**WHAT TO PRODUCE**
Each line from the opening of the records that follow to the line with "change command carries" needs to be written out exactly. Add nothing.

**RECORD SET**
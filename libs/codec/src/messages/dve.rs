//! DVE key messages
//!
//! The change command is a sparse 64-byte frame: a 32-bit "changed
//! elements" mask announces which parameters the payload carries, and the
//! parameter slots sit at fixed offsets that are not contiguous with the
//! leading fields. The rotation slot lives at bytes 24..28.

use crate::buffers::{ensure_len, read_u32, read_u8, PayloadWriter};
use crate::message::{Message, Serializable};
use crate::title::MessageTitle;
use switchwire_types::option_set;
use switchwire_types::ProtocolResult;

option_set! {
    /// Which DVE parameters a change command carries
    DveChangeMask(u32) {
        ROTATION = 1 << 4;
    }
}

/// Byte offsets inside the 64-byte DVE frame
mod position {
    pub const CHANGED_ELEMENTS: usize = 0;
    pub const MIX_EFFECT: usize = 4;
    pub const UPSTREAM_KEY: usize = 5;
    // 6..24 are parameter slots this codec does not model yet
    pub const ROTATION: usize = 24;

    pub const LENGTH: usize = 64;
}

/// Ask the switcher to change an upstream key's DVE parameters
#[derive(Debug, Clone, Copy, PartialEq, Eq)]
pub struct ChangeKeyDve {
    pub changed_elements: DveChangeMask,
    pub mix_effect: u8,
    pub upstream_key: u8,
    /// Rotation in tenths of a degree
    pub rotation: u32,
}

impl ChangeKeyDve {
    /// Build a rotation change command
    pub fn new(mix_effect: u8, upstream_key: u8, rotation_degrees: f64) -> Self {
        Self {
            changed_elements: DveChangeMask::ROTATION,
            mix_effect,
            upstream_key,
            rotation: (rotation_degrees * 10.0).round() as u32,
        }
    }

    /// Rotation converted back to degrees
    pub fn rotation_degrees(&self) -> f64 {
        self.rotation as f64 / 10.0
    }
}

impl Message for ChangeKeyDve {
    const TITLE: MessageTitle = MessageTitle::new("CKDV");

    fn decode(payload: &[u8]) -> ProtocolResult<Self> {
        ensure_len(payload, position::LENGTH, "ChangeKeyDve")?;
        Ok(Self {
            changed_elements: DveChangeMask::from_raw(read_u32(
                payload,
                position::CHANGED_ELEMENTS,
            )),
            mix_effect: read_u8(payload, position::MIX_EFFECT),
            upstream_key: read_u8(payload, position::UPSTREAM_KEY),
            rotation: read_u32(payload, position::ROTATION),
        })
    }

    fn describe(&self) -> String {
        format!(
            "Change key DVE on ME{} key {}: rotation {}°, mask {:?}",
            self.mix_effect,
            self.upstream_key,
            self.rotation_degrees(),
            self.changed_elements,
        )
    }
}

impl Serializable for ChangeKeyDve {
    fn encode(&self) -> Vec<u8> {
        let mut writer = PayloadWriter::new(position::LENGTH);
        writer.put_u32(position::CHANGED_ELEMENTS, self.changed_elements.raw_value());
        writer.put_u8(position::MIX_EFFECT, self.mix_effect);
        writer.put_u8(position::UPSTREAM_KEY, self.upstream_key);
        writer.put_u32(position::ROTATION, self.rotation);
        writer.finish()
    }
}

#[cfg(test)]
mod tests {
    use super::*;

    #[test]
    fn rotation_sits_in_its_disjoint_slot() {
        let bytes = ChangeKeyDve::new(0, 1, 90.0).encode();
        assert_eq!(bytes.len(), 64);
        // Mask announces the rotation element
        assert_eq!(&bytes[0..4], &[0, 0, 0, 1 << 4]);
        assert_eq!(bytes[5], 1);
        // 900 tenths of a degree at bytes 24..28, gap before it all zero
        assert!(bytes[6..24].iter().all(|&b| b == 0));
        assert_eq!(&bytes[24..28], &900u32.to_be_bytes());
        assert!(bytes[28..].iter().all(|&b| b == 0));
    }

    #[test]
    fn degrees_round_trip_through_tenths() {
        let command = ChangeKeyDve::new(1, 0, 45.5);
        assert_eq!(command.rotation, 455);
        assert_eq!(command.rotation_degrees(), 45.5);
    }
}
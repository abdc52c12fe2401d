//! Session and device-status messages
//!
//! Timecode exchange plus the descriptive records a device sends while a
//! connection is being established: protocol version, product information,
//! warnings, and the initiation-complete marker.

use crate::buffers::{ensure_len, read_terminated_text, read_u16, read_u8, PayloadWriter};
use crate::message::{Message, Serializable};
use crate::title::MessageTitle;
use std::borrow::Cow;
use switchwire_types::ProtocolResult;

/// Ask the switcher for its current timecode
#[derive(Debug, Clone, Copy, PartialEq, Eq, Default)]
pub struct RequestTimecode;

impl Message for RequestTimecode {
    const TITLE: MessageTitle = MessageTitle::new("TiRq");

    fn decode(_payload: &[u8]) -> ProtocolResult<Self> {
        Ok(Self)
    }

    fn describe(&self) -> String {
        "Request timecode".to_string()
    }
}

impl Serializable for RequestTimecode {
    fn encode(&self) -> Vec<u8> {
        // Zero-length payload: the title alone carries the request
        Vec::new()
    }
}

/// The switcher reports its current timecode
#[derive(Debug, Clone, Copy, PartialEq, Eq)]
pub struct TimecodeChanged {
    pub hour: u8,
    pub minute: u8,
    pub second: u8,
    pub frame: u8,
}

impl TimecodeChanged {
    const LENGTH: usize = 8;

    pub fn new(hour: u8, minute: u8, second: u8, frame: u8) -> Self {
        Self {
            hour,
            minute,
            second,
            frame,
        }
    }
}

impl Message for TimecodeChanged {
    const TITLE: MessageTitle = MessageTitle::new("Time");

    fn decode(payload: &[u8]) -> ProtocolResult<Self> {
        ensure_len(payload, Self::LENGTH, "TimecodeChanged")?;
        Ok(Self {
            hour: read_u8(payload, 0),
            minute: read_u8(payload, 1),
            second: read_u8(payload, 2),
            frame: read_u8(payload, 3),
        })
    }

    fn describe(&self) -> String {
        format!(
            "Switcher time {:02}:{:02}:{:02}.{:02}",
            self.hour, self.minute, self.second, self.frame
        )
    }
}

impl Serializable for TimecodeChanged {
    fn encode(&self) -> Vec<u8> {
        let mut writer = PayloadWriter::new(Self::LENGTH);
        writer.put_u8(0, self.hour);
        writer.put_u8(1, self.minute);
        writer.put_u8(2, self.second);
        writer.put_u8(3, self.frame);
        // Fixed trailer 00 00 03 E8
        writer.put_u8(6, 0x03);
        writer.put_u8(7, 0xE8);
        writer.finish()
    }
}

/// The switcher signals that connection initiation finished
///
/// Sent at the end of the initial state dump. Decode-only: a controller
/// never emits it.
#[derive(Debug, Clone, Copy, PartialEq, Eq)]
pub struct InitiationComplete;

impl Message for InitiationComplete {
    const TITLE: MessageTitle = MessageTitle::new("InCm");

    fn decode(payload: &[u8]) -> ProtocolResult<Self> {
        tracing::debug!(payload = %hex::encode(payload), "initiation complete");
        Ok(Self)
    }

    fn describe(&self) -> String {
        "Initiation complete".to_string()
    }
}

/// The protocol version the device speaks
#[derive(Debug, Clone, Copy, PartialEq, Eq)]
pub struct ProtocolVersion {
    pub major: u16,
    pub minor: u16,
}

impl ProtocolVersion {
    const LENGTH: usize = 4;

    pub fn new(major: u16, minor: u16) -> Self {
        Self { major, minor }
    }
}

impl Message for ProtocolVersion {
    const TITLE: MessageTitle = MessageTitle::new("_ver");

    fn decode(payload: &[u8]) -> ProtocolResult<Self> {
        ensure_len(payload, Self::LENGTH, "ProtocolVersion")?;
        Ok(Self {
            major: read_u16(payload, 0),
            minor: read_u16(payload, 2),
        })
    }

    fn describe(&self) -> String {
        format!("Protocol version {}.{}", self.major, self.minor)
    }
}

impl Serializable for ProtocolVersion {
    fn encode(&self) -> Vec<u8> {
        let mut writer = PayloadWriter::new(Self::LENGTH);
        writer.put_u16(0, self.major);
        writer.put_u16(2, self.minor);
        writer.finish()
    }
}

/// The device's product identification
#[derive(Debug, Clone, PartialEq, Eq)]
pub struct ProductInfo {
    name: Vec<u8>,
    pub model: u8,
}

impl ProductInfo {
    const NAME_WIDTH: usize = 40;
    const MODEL: usize = 40;
    const LENGTH: usize = 44;

    pub fn new(name: &str, model: u8) -> Self {
        let bytes = name.as_bytes();
        let mut end = bytes
            .iter()
            .position(|&b| b == 0)
            .unwrap_or(bytes.len())
            .min(Self::NAME_WIDTH);
        while !name.is_char_boundary(end) {
            end -= 1;
        }
        Self {
            name: bytes[..end].to_vec(),
            model,
        }
    }

    /// Product name, up to 40 bytes of UTF-8
    pub fn name(&self) -> Cow<'_, str> {
        String::from_utf8_lossy(&self.name)
    }
}

impl Message for ProductInfo {
    const TITLE: MessageTitle = MessageTitle::new("_pin");

    fn decode(payload: &[u8]) -> ProtocolResult<Self> {
        ensure_len(payload, Self::LENGTH, "ProductInfo")?;
        Ok(Self {
            name: read_terminated_text(payload, 0..Self::NAME_WIDTH).to_vec(),
            model: read_u8(payload, Self::MODEL),
        })
    }

    fn describe(&self) -> String {
        format!("Product {:?} (model {})", self.name(), self.model)
    }
}

impl Serializable for ProductInfo {
    fn encode(&self) -> Vec<u8> {
        let mut writer = PayloadWriter::new(Self::LENGTH);
        writer.put_bytes(0..Self::NAME_WIDTH, &self.name);
        writer.put_u8(Self::MODEL, self.model);
        writer.finish()
    }
}

/// A warning message from the device
#[derive(Debug, Clone, PartialEq, Eq)]
pub struct Warning {
    text: Vec<u8>,
}

impl Warning {
    const LENGTH: usize = 44;

    pub fn new(text: &str) -> Self {
        let bytes = text.as_bytes();
        let mut end = bytes
            .iter()
            .position(|&b| b == 0)
            .unwrap_or(bytes.len())
            .min(Self::LENGTH);
        while !text.is_char_boundary(end) {
            end -= 1;
        }
        Self {
            text: bytes[..end].to_vec(),
        }
    }

    /// Warning text, up to 44 bytes of UTF-8
    pub fn text(&self) -> Cow<'_, str> {
        String::from_utf8_lossy(&self.text)
    }
}

impl Message for Warning {
    const TITLE: MessageTitle = MessageTitle::new("Warn");

    fn decode(payload: &[u8]) -> ProtocolResult<Self> {
        ensure_len(payload, Self::LENGTH, "Warning")?;
        Ok(Self {
            text: read_terminated_text(payload, 0..Self::LENGTH).to_vec(),
        })
    }

    fn describe(&self) -> String {
        format!("Warning: {}", self.text())
    }
}

impl Serializable for Warning {
    fn encode(&self) -> Vec<u8> {
        let mut writer = PayloadWriter::new(Self::LENGTH);
        writer.put_bytes(0..Self::LENGTH, &self.text);
        writer.finish()
    }
}

#[cfg(test)]
mod tests {
    use super::*;

    #[test]
    fn timecode_request_has_empty_payload() {
        assert!(RequestTimecode.encode().is_empty());
        assert_eq!(RequestTimecode::decode(&[]), Ok(RequestTimecode));
    }

    #[test]
    fn timecode_event_carries_the_fixed_trailer() {
        let bytes = TimecodeChanged::new(10, 42, 13, 24).encode();
        assert_eq!(bytes, [10, 42, 13, 24, 0x00, 0x00, 0x03, 0xE8]);
    }

    #[test]
    fn product_name_clamps_to_forty_bytes() {
        let info = ProductInfo::new(&"x".repeat(60), 7);
        assert_eq!(info.name().len(), 40);
        let encoded = info.encode();
        assert_eq!(encoded.len(), 44);
        assert_eq!(encoded[40], 7);
        assert_eq!(ProductInfo::decode(&encoded), Ok(info));
    }

    #[test]
    fn warning_text_round_trips() {
        let warning = Warning::new("media pool almost full");
        let encoded = warning.encode();
        assert_eq!(encoded.len(), 44);
        assert_eq!(Warning::decode(&encoded), Ok(warning));
    }
}
//! Message titles - the 4-byte wire tag identifying a message type
//!
//! Titles are compared as raw byte arrays: never case-normalized, never
//! interpreted as text beyond display formatting. Each message type exposes
//! its title as an associated constant; the dispatch registry (out of scope
//! here) keys its decoder table on these values.

use std::fmt;

/// Byte-exact 4-character tag identifying a message's semantic type
#[derive(Clone, Copy, PartialEq, Eq, Hash)]
pub struct MessageTitle([u8; 4]);

impl MessageTitle {
    /// Construct from a 4-character ASCII literal at definition time
    ///
    /// A tag of any other length is a misconfigured message definition and
    /// fails at constant evaluation.
    pub const fn new(tag: &str) -> Self {
        let bytes = tag.as_bytes();
        assert!(bytes.len() == 4, "message title must be exactly 4 bytes");
        Self([bytes[0], bytes[1], bytes[2], bytes[3]])
    }

    /// Construct from raw wire bytes on the receive path, order preserved
    pub const fn from_bytes(raw: [u8; 4]) -> Self {
        Self(raw)
    }

    /// The raw 4-byte wire representation
    pub const fn as_bytes(self) -> [u8; 4] {
        self.0
    }
}

impl fmt::Display for MessageTitle {
    fn fmt(&self, f: &mut fmt::Formatter<'_>) -> fmt::Result {
        if self.0.iter().all(|b| b.is_ascii_graphic() || *b == b' ') {
            for byte in self.0 {
                write!(f, "{}", byte as char)?;
            }
            Ok(())
        } else {
            write!(f, "0x{}", hex::encode(self.0))
        }
    }
}

impl fmt::Debug for MessageTitle {
    fn fmt(&self, f: &mut fmt::Formatter<'_>) -> fmt::Result {
        write!(f, "MessageTitle({})", self)
    }
}

#[cfg(test)]
mod tests {
    use super::*;

    #[test]
    fn construction_preserves_byte_order() {
        let title = MessageTitle::new("CPgI");
        assert_eq!(title.as_bytes(), *b"CPgI");
        assert_eq!(title, MessageTitle::from_bytes(*b"CPgI"));
    }

    #[test]
    fn equality_is_byte_exact() {
        // No case normalization
        assert_ne!(MessageTitle::new("DCut"), MessageTitle::new("dcut"));
        assert_ne!(
            MessageTitle::from_bytes(*b"TlSr"),
            MessageTitle::from_bytes(*b"TlSR")
        );
    }

    #[test]
    fn display_falls_back_to_hex_for_unprintable_tags() {
        assert_eq!(MessageTitle::new("Time").to_string(), "Time");
        assert_eq!(MessageTitle::new("_ver").to_string(), "_ver");
        assert_eq!(
            MessageTitle::from_bytes([0x00, 0x01, 0x02, 0x03]).to_string(),
            "0x00010203"
        );
    }
}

**EXERCISE OUTPUT**
filename libs/codec/src/messages/dve.rs
//! DVE key messages
//!
//! The change command is a sparse 64-byte frame: a 32-bit "changed
//! elements" mask announces which parameters the payload carries, and the
//! parameter slots sit at fixed offsets that are not contiguous with the
//! leading fields. The rotation slot lives at bytes 24..28.

use crate::buffers::{ensure_len, read_u32, read_u8, PayloadWriter};
use crate::message::{Message, Serializable};
use crate::title::MessageTitle;
use switchwire_types::option_set;
use switchwire_types::ProtocolResult;

option_set! {
    /// Which DVE parameters a change command carries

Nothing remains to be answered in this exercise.